Many of the keepers of the executive talent pipeline are managers at mid-level who are busy doing the work, generating the income, looking for new business and trying to go home at night. They may not realise that they are responsible for talent development and that they will really benefit from it. There is a saying that you are only as strong as your weakest link. So it follows that these keepers of the talent pipeline need to be motivated to value and invest time in talent developmentThey need to be a part of a workplace culture that regards it as mainstream in the day job and do a little of it every day. The senior leadership can do a lot of messaging but also lead by example and be seen to monitor and celebrate promotions and vibrant teams. Understanding the costs to the business of losing and replacing someone is key. More positively, remember that the attractiveness of someone who is developing well to a client is a terrific marketing tool (and if they go and work for the client they will return as a client)!

  1. What Gets Measured Gets Done

I have not come across many organisations that actually measure individual performance in talent development and reward it, but there are some. Diversity and inclusion is often a soft, but important value rather than a performance indicator. Income generation and new business acquisition as performance indicators are easier to measure and reward. We are now working with Business Schools and firms to find ways to monitor and reward talent management and development looking at the outcomes. An obvious example is to measure the number of people who leave a manager each year and to understand the reason through exit interviews.

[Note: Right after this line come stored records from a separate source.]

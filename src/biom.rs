//src/biom.rs

use std::fs::File;
use std::io::BufReader;
use std::path::Path;

use serde::Deserialize;

use crate::error::DeblurError;
use crate::table::FeatureTable;

/// One entry on a BIOM axis. Metadata is carried by the format but unused
/// here; deblur puts the raw sequence in `id` and nothing we need elsewhere.
#[derive(Debug, Deserialize)]
struct BiomAxisEntry {
    id: String,
}

/// The subset of a BIOM 1.0 (JSON) file this crate reads. `rows` are
/// observations (features), `columns` are samples.
#[derive(Debug, Deserialize)]
struct BiomFile {
    matrix_type: String,
    shape: [usize; 2],
    rows: Vec<BiomAxisEntry>,
    columns: Vec<BiomAxisEntry>,
    data: Vec<Vec<f64>>,
}

/// Loads the table deblur left at `path`.
///
/// A missing file is [`DeblurError::MissingOutput`] (deblur exited 0 but
/// did not write what we expect, usually a version mismatch); anything
/// unparseable or internally inconsistent is [`DeblurError::InvalidTable`].
pub fn load_table(path: &Path) -> Result<FeatureTable, DeblurError> {
    let file = File::open(path).map_err(|source| DeblurError::MissingOutput {
        path: path.to_path_buf(),
        source,
    })?;

    let biom: BiomFile =
        serde_json::from_reader(BufReader::new(file)).map_err(|e| DeblurError::InvalidTable {
            path: path.to_path_buf(),
            reason: e.to_string(),
        })?;

    let invalid = |reason: String| DeblurError::InvalidTable {
        path: path.to_path_buf(),
        reason,
    };

    let [n_obs, n_samples] = biom.shape;
    if biom.rows.len() != n_obs || biom.columns.len() != n_samples {
        return Err(invalid(format!(
            "shape {:?} does not match axes ({} rows, {} columns)",
            biom.shape,
            biom.rows.len(),
            biom.columns.len()
        )));
    }

    let observation_ids: Vec<String> = biom.rows.into_iter().map(|r| r.id).collect();
    let sample_ids: Vec<String> = biom.columns.into_iter().map(|c| c.id).collect();

    let mut triples = Vec::new();
    match biom.matrix_type.as_str() {
        "sparse" => {
            // Each entry is [row, column, value].
            for cell in &biom.data {
                let &[obs, sample, count] = cell.as_slice() else {
                    return Err(invalid(format!("sparse entry has {} fields", cell.len())));
                };
                let (obs, sample) = (obs as usize, sample as usize);
                if obs >= n_obs || sample >= n_samples {
                    return Err(invalid(format!("sparse index ({obs}, {sample}) out of range")));
                }
                triples.push((obs, sample, count));
            }
        }
        "dense" => {
            if biom.data.len() != n_obs {
                return Err(invalid(format!("dense data has {} rows", biom.data.len())));
            }
            for (obs, row) in biom.data.iter().enumerate() {
                if row.len() != n_samples {
                    return Err(invalid(format!("dense row {obs} has {} columns", row.len())));
                }
                for (sample, &count) in row.iter().enumerate() {
                    if count != 0.0 {
                        triples.push((obs, sample, count));
                    }
                }
            }
        }
        other => return Err(invalid(format!("unsupported matrix_type {other:?}"))),
    }

    log::debug!(
        "loaded {} features x {} samples from {}",
        n_obs,
        n_samples,
        path.display()
    );
    Ok(FeatureTable::from_parts(observation_ids, sample_ids, triples))
}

Another is the number of promotions and lateral transfers.

  1. Senior Leadership Commitment to a Concerted Culture Change

In a survey that was part of what is now the continuing Power of Diversity programme, we discovered that 84% felt that their senior leadership were doing the right thing to create diversity and inclusion but only 27% felt under any pressure to do anything about it at their level. There are clearly many good initiatives like affinity networks, unconscious bias training, mentoring and sponsorship schemes but none of them will work unless they are embedded in a big change programme involving everyone. Think of it more like a campaign, led from the top but full of excitement in the big middle that then becomes the new normal!

  1. Develop Support for all Rising Talent

My motto is “Get lucky and say “yes”!” because everyone these days wants women to succeed and we will be supported. We all need support when we take on something new (however senior we are) and we can be smarter at asking for it and giving it. It is not a sign of weakness. So often, we adopt the “sink or swim” approach, “dumping“ rather than helping, in the hope that people will figure it out for themselves. The same applies to returners after a career break. We should be seeing a growing market in “returner courses”. Mentoring meetings on a regular basis are good, but what about asking for someone to go to who can give you the background or a quick second opinion on what to do next?

  1. Recruit and Promote on the Basis of Intellectual Capacity and Transferable Skills, not just Experience

Is it a stereotype that, unlike men, women are reluctant to apply for jobs and promotion unless they tick all the boxes? Some people do recruit and promote square pegs to square holes based on all the “previous experience” boxes. I have always hired on the basis of intellectual capacity, motivation and transferable skills. I was seldom able to find people with directly relevant experience and turn them into international electricity lawyers, so an excited engineer working in South Africa who spoke Russian was a good answer! I was not taking much risk in hiring or promoting bright people with transferable skills, nor did I have to invest excessive time in supporting them. They learned very quickly, brought new ideas and make a great contribution. Women can do this too and we should not worry about moving from a square hole to a round one!